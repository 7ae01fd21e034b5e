//! File preprocessing: read bytes, hash, decode, detect language.
//!
//! Hash and size are computed on the raw bytes; decoding to UTF-8 uses
//! replacement on invalid sequences so one odd byte can't fail a whole file.

use std::path::{Path, PathBuf};

use crate::errors::Result;
use crate::languages;

/// A file ready for the chunker.
#[derive(Debug, Clone)]
pub struct PreprocessedFile {
    /// Repo-relative, forward slashes.
    pub rel_path: PathBuf,
    pub content: String,
    /// BLAKE3 of the raw bytes.
    pub file_hash: String,
    pub file_size: u64,
    /// Semantic language code ("py", "rs", ..., default "txt").
    pub lang: &'static str,
    /// Unix mtime seconds; 0 when the source has no filesystem timestamp
    /// (blobs read from a ref).
    pub mtime: i64,
}

/// Preprocess a worktree file, reading it from disk.
pub fn preprocess(repo_root: &Path, rel_path: &Path) -> Result<PreprocessedFile> {
    let abs = repo_root.join(rel_path);
    let bytes = std::fs::read(&abs)?;
    let mtime = std::fs::metadata(&abs)
        .ok()
        .and_then(|m| m.modified().ok())
        .and_then(|t| t.duration_since(std::time::UNIX_EPOCH).ok())
        .map(|d| d.as_secs() as i64)
        .unwrap_or(0);
    Ok(preprocess_bytes(rel_path, &bytes, mtime))
}

/// Preprocess content that was already read (worktree bytes or a blob at a
/// ref).
pub fn preprocess_bytes(rel_path: &Path, bytes: &[u8], mtime: i64) -> PreprocessedFile {
    let file_hash = blake3::hash(bytes).to_hex().to_string();
    let content = String::from_utf8_lossy(bytes).into_owned();
    PreprocessedFile {
        rel_path: rel_path.to_path_buf(),
        content,
        file_hash,
        file_size: bytes.len() as u64,
        lang: languages::semantic_language(rel_path),
        mtime,
    }
}
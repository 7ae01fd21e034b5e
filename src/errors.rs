use std::path::PathBuf;

use thiserror::Error;

/// Closed error taxonomy for everything user-facing.
///
/// Use cases return these rather than bubbling raw library errors; the CLI
/// prints the message to stderr plus the actionable hint from [`EmberError::hint`]
/// and exits 1. Only argument parsing (exit 2) is outside this type.
#[derive(Debug, Error)]
pub enum EmberError {
    #[error("Not in an ember repository")]
    NotInitialized,

    #[error("Directory {} already exists", .0.display())]
    AlreadyInitialized(PathBuf),

    #[error("Not a git repository: {0}")]
    NotARepository(String),

    #[error("Repository has no commits yet")]
    NoCommitsYet,

    #[error("Invalid git ref '{reference}': {detail}")]
    InvalidRef { reference: String, detail: String },

    #[error("File '{path}' not found at ref '{reference}'")]
    FileNotFoundAtRef { path: String, reference: String },

    #[error("Failed to restore the git index after worktree hashing: {0}")]
    IndexRestorationFailed(String),

    #[error("Permission denied: {0}")]
    Permission(String),

    #[error("Database error: {0}")]
    Database(String),

    #[error("Git error: {0}")]
    Git(String),

    #[error("Embedding model changed: {stored} -> {current}")]
    ModelMismatch { stored: String, current: String },

    #[error("Embedding failed: {0}")]
    Embedding(String),

    #[error("Path '{0}' is not within repository")]
    PathNotInRepository(String),

    #[error("Cannot use both a PATH argument and --in: '{path}' vs '{filter}'")]
    ConflictingFilters { path: String, filter: String },

    #[error("Index {index} out of range (valid: 1-{max})")]
    IndexOutOfRange { index: usize, max: usize },

    #[error("Ambiguous chunk id prefix '{prefix}' matches {count} chunks:\n{listing}")]
    AmbiguousIdPrefix {
        prefix: String,
        count: usize,
        listing: String,
    },

    #[error("No chunk found with id prefix '{0}'")]
    ChunkNotFound(String),

    #[error("No recent search results found")]
    NoSearchResults,

    #[error("Editor '{0}' not found")]
    EditorNotFound(String),

    #[error("Editor failed with exit code {0}")]
    EditorExecutionFailed(i32),

    #[error("Another sync is already running (lock held at {})", .0.display())]
    SyncInProgress(PathBuf),

    #[error("Sync cancelled")]
    Cancelled,

    #[error("{0}")]
    Unknown(String),
}

impl EmberError {
    /// One actionable line printed under the error message.
    pub fn hint(&self) -> Option<String> {
        match self {
            Self::NotInitialized => {
                Some("Run 'ember init' in your project root to initialize one".into())
            }
            Self::AlreadyInitialized(_) => Some("Use 'ember init --force' to reinitialize".into()),
            Self::NotARepository(_) => {
                Some("ember indexes git repositories; run 'git init' first".into())
            }
            Self::NoCommitsYet => {
                Some("Create an initial commit, or sync the worktree after adding files".into())
            }
            Self::InvalidRef { .. } => {
                Some("Pass a commit SHA, branch, or tag that exists in this repository".into())
            }
            Self::FileNotFoundAtRef { .. } => {
                Some("Check the path spelling against 'git ls-tree' at that ref".into())
            }
            Self::IndexRestorationFailed(_) => Some(
                "Your staging area may be inconsistent; run 'git reset' to rebuild the index"
                    .into(),
            ),
            Self::Permission(_) => {
                Some("Check file permissions, disk space, and filesystem access".into())
            }
            Self::Database(_) => {
                Some("If the index is corrupted, run 'ember init --force' and re-sync".into())
            }
            Self::ModelMismatch { .. } => {
                Some("Run 'ember sync --reindex' to rebuild the index with the new model".into())
            }
            Self::PathNotInRepository(_) => {
                Some("Specify a path relative to or within the repository root".into())
            }
            Self::ConflictingFilters { .. } => Some(
                "Use PATH to search a directory subtree, OR --in for glob patterns, but not both"
                    .into(),
            ),
            Self::IndexOutOfRange { .. } => {
                Some("Run 'ember find <query>' to see available results".into())
            }
            Self::AmbiguousIdPrefix { .. } => {
                Some("Use a longer prefix to uniquely identify the chunk".into())
            }
            Self::ChunkNotFound(_) => {
                Some("Use 'ember find <query>' to search and get valid chunk ids".into())
            }
            Self::NoSearchResults => {
                Some("Run 'ember find <query>' first, then use 'ember cat <index>'".into())
            }
            Self::EditorNotFound(_) => {
                Some("Set the $EDITOR or $VISUAL environment variable".into())
            }
            Self::EditorExecutionFailed(_) => {
                Some("Check that the file is accessible and try again".into())
            }
            Self::SyncInProgress(_) => {
                Some("Wait for the other sync to finish, or remove a stale .ember/.lock".into())
            }
            Self::Embedding(_) => {
                Some("Check network access to the model hub on first run, then retry".into())
            }
            Self::Cancelled | Self::Git(_) | Self::Unknown(_) => None,
        }
    }
}

impl From<rusqlite::Error> for EmberError {
    fn from(err: rusqlite::Error) -> Self {
        Self::Database(err.to_string())
    }
}

impl From<git2::Error> for EmberError {
    fn from(err: git2::Error) -> Self {
        Self::Git(err.message().to_string())
    }
}

impl From<std::io::Error> for EmberError {
    fn from(err: std::io::Error) -> Self {
        if err.kind() == std::io::ErrorKind::PermissionDenied {
            Self::Permission(err.to_string())
        } else {
            Self::Unknown(format!("I/O error: {err}"))
        }
    }
}

pub type Result<T> = std::result::Result<T, EmberError>;
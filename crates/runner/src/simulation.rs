//! Simulation - drives candle streams through a shared account
//!
//! Every symbol gets its own worker task. Workers share one
//! `SimulatedAccountManager`; all activity for a symbol stays on its worker,
//! which is what keeps multi-pool ledger updates for that symbol serialized.

use log::{debug, error, info, warn};
use std::collections::HashMap;
use std::sync::Arc;
use tally_core::{Balance, Candle, Symbol};
use tally_ledger::{Result, SimulatedAccountManager};
use tally_ports::{ClientAccount, TradingFees, TradingManager};

use crate::config::SimulationConfig;
use crate::feed::SymbolFeed;

/// Simulation results
#[derive(Debug, Clone, Default)]
pub struct SimulationResults {
    /// Candles processed per symbol
    pub candles_processed: HashMap<Symbol, u64>,
    /// Candles that triggered a pending-order review, per symbol
    pub reviews: HashMap<Symbol, u64>,
    /// Balances just before the end-of-run cleanup
    pub final_balances: Vec<Balance>,
    /// Whether every worker completed
    pub success: bool,
    /// Error message if any
    pub error: Option<String>,
}

/// Per-worker tally
struct WorkerReport {
    symbol: Symbol,
    candles: u64,
    reviews: u64,
}

/// One backtest run over a shared simulated account
pub struct Simulation {
    config: SimulationConfig,
    account: Arc<SimulatedAccountManager>,
    feeds: HashMap<Symbol, Arc<SymbolFeed>>,
}

impl Simulation {
    /// Build the account, credit initial funds and register one feed per symbol
    pub fn new(
        config: SimulationConfig,
        client: Arc<dyn ClientAccount>,
        trading_fees: Option<Arc<dyn TradingFees>>,
    ) -> Result<Self> {
        config.validate()?;
        let account = Arc::new(SimulatedAccountManager::new(
            client,
            Arc::new(config.account.clone()),
            trading_fees,
        )?);

        let mut funds: Vec<_> = config.account.initial_funds.iter().collect();
        funds.sort_by(|a, b| a.0.cmp(b.0));
        for (symbol, amount) in funds {
            account.set_amount(symbol, *amount)?;
        }

        let mut feeds = HashMap::new();
        for symbol in config.trading_symbols() {
            let feed = Arc::new(SymbolFeed::new(symbol.clone()));
            account.register_trading_manager(feed.clone());
            feeds.insert(symbol, feed);
        }

        info!(
            "Simulation ready: {} symbols, {} funded balances",
            feeds.len(),
            account.balances().len()
        );

        Ok(Self {
            config,
            account,
            feeds,
        })
    }

    pub fn config(&self) -> &SimulationConfig {
        &self.config
    }

    /// The shared account, for placing orders and inspecting balances
    pub fn account(&self) -> &Arc<SimulatedAccountManager> {
        &self.account
    }

    pub fn feed(&self, symbol: &str) -> Option<&Arc<SymbolFeed>> {
        self.feeds.get(symbol)
    }

    /// Feed every stream through its symbol worker, then end the simulation
    ///
    /// Streams for symbols without a configured feed are skipped.
    pub async fn run(self, streams: HashMap<Symbol, Vec<Candle>>) -> SimulationResults {
        let mut results = SimulationResults {
            success: true,
            ..Default::default()
        };

        let mut handles = Vec::with_capacity(streams.len());
        for (symbol, candles) in streams {
            let Some(feed) = self.feeds.get(&symbol).cloned() else {
                warn!("No feed configured for {}, skipping {} candles", symbol, candles.len());
                continue;
            };
            let account = Arc::clone(&self.account);
            handles.push(tokio::spawn(run_worker(account, feed, candles)));
        }

        for handle in handles {
            match handle.await {
                Ok(report) => {
                    results
                        .candles_processed
                        .insert(report.symbol.clone(), report.candles);
                    results.reviews.insert(report.symbol, report.reviews);
                }
                Err(e) => {
                    error!("Symbol worker failed: {}", e);
                    results.success = false;
                    results.error = Some(e.to_string());
                }
            }
        }

        results.final_balances = self.account.balances();
        self.account.notify_simulation_end();

        info!(
            "Simulation complete: {} candles across {} symbols",
            results.candles_processed.values().sum::<u64>(),
            results.candles_processed.len()
        );
        results
    }
}

async fn run_worker(
    account: Arc<SimulatedAccountManager>,
    feed: Arc<SymbolFeed>,
    candles: Vec<Candle>,
) -> WorkerReport {
    let symbol = feed.symbol().to_string();
    let mut report = WorkerReport {
        symbol,
        candles: 0,
        reviews: 0,
    };

    for candle in candles {
        feed.record(&candle);
        if account.update_open_orders(&report.symbol, &candle) {
            report.reviews += 1;
        }
        report.candles += 1;
        tokio::task::yield_now().await;
    }

    debug!(
        "{} worker done: {} candles, {} reviews",
        report.symbol,
        report.candles,
        report.reviews
    );
    report
}
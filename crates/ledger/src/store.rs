//! Concurrent symbol -> balance map

use dashmap::DashMap;
use parking_lot::RwLock;
use std::sync::Arc;
use tally_core::{Balance, Symbol};

/// Thread-safe storage for per-symbol balances using DashMap.
///
/// Different symbols can be looked up, created and mutated from different
/// threads without external locking. A single `update` call holds the entry
/// exclusively, but nothing spans two calls: multi-step operations on one
/// symbol must be serialized by the caller.
#[derive(Debug, Default)]
pub struct BalanceStore {
    balances: DashMap<Symbol, Balance>,
    /// Sorted symbol index, rebuilt lazily after any insert or clear
    index: RwLock<Option<Arc<[Symbol]>>>,
}

impl BalanceStore {
    pub fn new() -> Self {
        Self::default()
    }

    /// Current balance for `symbol`, created empty on first lookup
    pub fn get(&self, symbol: &str) -> Balance {
        if let Some(balance) = self.balances.get(symbol) {
            return balance.value().clone();
        }
        self.update(symbol, |balance| balance.clone())
    }

    /// Mutate the balance for `symbol` in place, creating it if absent
    pub fn update<R>(&self, symbol: &str, f: impl FnOnce(&mut Balance) -> R) -> R {
        if let Some(mut balance) = self.balances.get_mut(symbol) {
            return f(balance.value_mut());
        }

        let mut inserted = false;
        let result = {
            let mut entry = self.balances.entry(symbol.to_string()).or_insert_with(|| {
                inserted = true;
                Balance::new(symbol)
            });
            f(entry.value_mut())
        };
        if inserted {
            self.invalidate_index();
        }
        result
    }

    /// Replace whatever is held for the balance's symbol
    pub fn replace(&self, balance: Balance) {
        self.balances.insert(balance.symbol().to_string(), balance);
        self.invalidate_index();
    }

    pub fn contains(&self, symbol: &str) -> bool {
        self.balances.contains_key(symbol)
    }

    pub fn len(&self) -> usize {
        self.balances.len()
    }

    pub fn is_empty(&self) -> bool {
        self.balances.is_empty()
    }

    pub fn clear(&self) {
        self.balances.clear();
        self.invalidate_index();
    }

    /// All known symbols in sorted order
    pub fn symbols(&self) -> Arc<[Symbol]> {
        if let Some(index) = self.index.read().as_ref() {
            return Arc::clone(index);
        }

        // Rebuilt under the write lock; invalidation cannot interleave
        let mut cached = self.index.write();
        if let Some(index) = cached.as_ref() {
            return Arc::clone(index);
        }
        let mut symbols: Vec<Symbol> = self.balances.iter().map(|e| e.key().clone()).collect();
        symbols.sort();
        let index: Arc<[Symbol]> = symbols.into();
        *cached = Some(Arc::clone(&index));
        index
    }

    /// Copy of every balance, ordered by symbol
    pub fn snapshot(&self) -> Vec<Balance> {
        self.symbols()
            .iter()
            .filter_map(|symbol| self.balances.get(symbol).map(|b| b.value().clone()))
            .collect()
    }

    fn invalidate_index(&self) {
        *self.index.write() = None;
    }
}

#[cfg(test)]
mod tests {
    use super::*;
    use rust_decimal::Decimal;
    use rust_decimal_macros::dec;
    use std::thread;

    #[test]
    fn test_get_creates_empty_balance() {
        let store = BalanceStore::new();
        assert!(!store.contains("USDT"));

        let balance = store.get("USDT");

        assert_eq!(balance.symbol(), "USDT");
        assert!(balance.is_empty());
        assert!(store.contains("USDT"));
    }

    #[test]
    fn test_update_mutates_in_place() {
        let store = BalanceStore::new();
        store.update("USDT", |b| b.set_free(dec!(50)));
        store.update("USDT", |b| b.set_free(b.free() + dec!(25)));

        assert_eq!(store.get("USDT").free(), dec!(75));
        assert_eq!(store.len(), 1);
    }

    #[test]
    fn test_replace_discards_previous_balance() {
        let store = BalanceStore::new();
        store.update("USDT", |b| {
            b.set_locked(dec!(10));
            b.set_margin_reserve("BTC", dec!(3));
        });

        store.replace(Balance::with_free("USDT", dec!(100)));

        let balance = store.get("USDT");
        assert_eq!(balance.free(), dec!(100));
        assert_eq!(balance.locked(), Decimal::ZERO);
        assert_eq!(balance.margin_reserve("BTC"), Decimal::ZERO);
    }

    #[test]
    fn test_symbol_index_tracks_inserts_and_clear() {
        let store = BalanceStore::new();
        store.get("ETH");
        store.get("BTC");
        assert_eq!(&*store.symbols(), &["BTC".to_string(), "ETH".to_string()]);

        store.get("ADA");
        assert_eq!(store.symbols().len(), 3);
        assert_eq!(store.snapshot()[0].symbol(), "ADA");

        store.clear();
        assert!(store.is_empty());
        assert!(store.symbols().is_empty());
    }

    #[test]
    fn test_snapshot_reflects_latest_values() {
        let store = BalanceStore::new();
        store.get("USDT");
        let _ = store.symbols();

        store.update("USDT", |b| b.set_free(dec!(9)));

        assert_eq!(store.snapshot()[0].free(), dec!(9));
    }

    #[test]
    fn test_concurrent_updates_on_distinct_symbols() {
        let store = BalanceStore::new();

        thread::scope(|scope| {
            for symbol in ["BTC", "ETH", "SOL", "ADA"] {
                let store = &store;
                scope.spawn(move || {
                    for _ in 0..1000 {
                        store.update(symbol, |b| b.set_free(b.free() + Decimal::ONE));
                    }
                });
            }
        });

        for symbol in ["BTC", "ETH", "SOL", "ADA"] {
            assert_eq!(store.get(symbol).free(), dec!(1000));
        }
    }
}
mod balance;
mod candle;
mod fee;
mod order_status;

pub use balance::Balance;
pub use candle::Candle;
pub use fee::FeeSchedule;
pub use order_status::OrderStatus;
//! Tally Core Domain
//!
//! Pure domain types for the Tally simulated account ledger.
//! This crate contains no async, no I/O, no locking, and is 100% unit testable.

pub mod entities;
pub mod values;

// Re-export commonly used types at crate root
pub use entities::{Balance, Candle, FeeSchedule, OrderStatus};
pub use values::{Price, Quantity, Symbol, Timestamp};
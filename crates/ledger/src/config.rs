//! Account configuration loading
//!
//! Supports JSON configuration files describing:
//! - The reference currency and tradeable assets
//! - The margin reserve percentage used for leveraged positions
//! - Initial funds to credit when a simulation starts

use rust_decimal::Decimal;
use serde::{Deserialize, Serialize};
use std::collections::HashMap;
use std::path::Path;
use tally_core::{Quantity, Symbol};
use tally_ports::{AccountConfiguration, ConfigurationError, ConfigurationResult};

/// Symbols, margin policy and starting funds of a simulated account
#[derive(Debug, Clone, Serialize, Deserialize)]
pub struct AccountConfig {
    /// Currency every trading pair is quoted in
    #[serde(default = "default_reference_currency")]
    pub reference_currency: Symbol,

    /// Tradeable assets (e.g. "BTC", "ETH")
    #[serde(default)]
    pub assets: Vec<Symbol>,

    /// Margin reserved per unit of position value, in percent (150 = 1.5x)
    #[serde(default = "default_margin_reserve_percentage")]
    pub margin_reserve_percentage: u32,

    /// Funds credited to the free pool at bootstrap
    #[serde(default)]
    pub initial_funds: HashMap<Symbol, Quantity>,
}

fn default_reference_currency() -> Symbol {
    "USDT".to_string()
}

fn default_margin_reserve_percentage() -> u32 {
    150
}

impl Default for AccountConfig {
    fn default() -> Self {
        Self {
            reference_currency: default_reference_currency(),
            assets: Vec::new(),
            margin_reserve_percentage: default_margin_reserve_percentage(),
            initial_funds: HashMap::new(),
        }
    }
}

impl AccountConfig {
    pub fn new(reference_currency: impl Into<Symbol>) -> Self {
        Self {
            reference_currency: reference_currency.into(),
            ..Default::default()
        }
    }

    pub fn with_assets<I, S>(mut self, assets: I) -> Self
    where
        I: IntoIterator<Item = S>,
        S: Into<Symbol>,
    {
        self.assets.extend(assets.into_iter().map(Into::into));
        self
    }

    pub fn with_margin_reserve_percentage(mut self, percentage: u32) -> Self {
        self.margin_reserve_percentage = percentage;
        self
    }

    pub fn with_initial_funds(mut self, symbol: impl Into<Symbol>, amount: Quantity) -> Self {
        self.initial_funds.insert(symbol.into(), amount);
        self
    }

    /// Load configuration from a JSON file
    pub fn from_file(path: impl AsRef<Path>) -> ConfigurationResult<Self> {
        let content =
            std::fs::read_to_string(path.as_ref()).map_err(|e| ConfigurationError::Io {
                path: path.as_ref().display().to_string(),
                error: e.to_string(),
            })?;

        Self::from_json(&content)
    }

    /// Parse and validate configuration from a JSON string
    pub fn from_json(json: &str) -> ConfigurationResult<Self> {
        let config: Self =
            serde_json::from_str(json).map_err(|e| ConfigurationError::Parse(e.to_string()))?;
        config.validate()?;
        Ok(config)
    }

    pub fn validate(&self) -> ConfigurationResult<()> {
        if self.margin_reserve_percentage < 100 {
            return Err(ConfigurationError::Invalid(format!(
                "margin reserve percentage must be at least 100, got {}",
                self.margin_reserve_percentage
            )));
        }
        if let Some(symbol) = self
            .initial_funds
            .keys()
            .find(|symbol| !self.is_symbol_supported(symbol))
        {
            return Err(self.report_unknown_symbol("Can't set initial funds", symbol));
        }
        Ok(())
    }

    /// Trading pair symbols, one per asset against the reference currency
    pub fn trading_symbols(&self) -> Vec<Symbol> {
        self.assets
            .iter()
            .map(|asset| format!("{}{}", asset, self.reference_currency))
            .collect()
    }
}

impl AccountConfiguration for AccountConfig {
    fn is_symbol_supported(&self, symbol: &str) -> bool {
        if symbol == self.reference_currency {
            return true;
        }
        self.assets.iter().any(|asset| {
            asset == symbol
                || symbol
                    .strip_prefix(asset.as_str())
                    .is_some_and(|quote| quote == self.reference_currency)
        })
    }

    fn margin_reserve_factor(&self) -> Decimal {
        Decimal::from(self.margin_reserve_percentage) / Decimal::ONE_HUNDRED
    }
}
-=-=-
A single number is the answer here: the count of lines in the material above holding the string "IndexOutOfRange".

[RESULT FOR THIS TASK]
2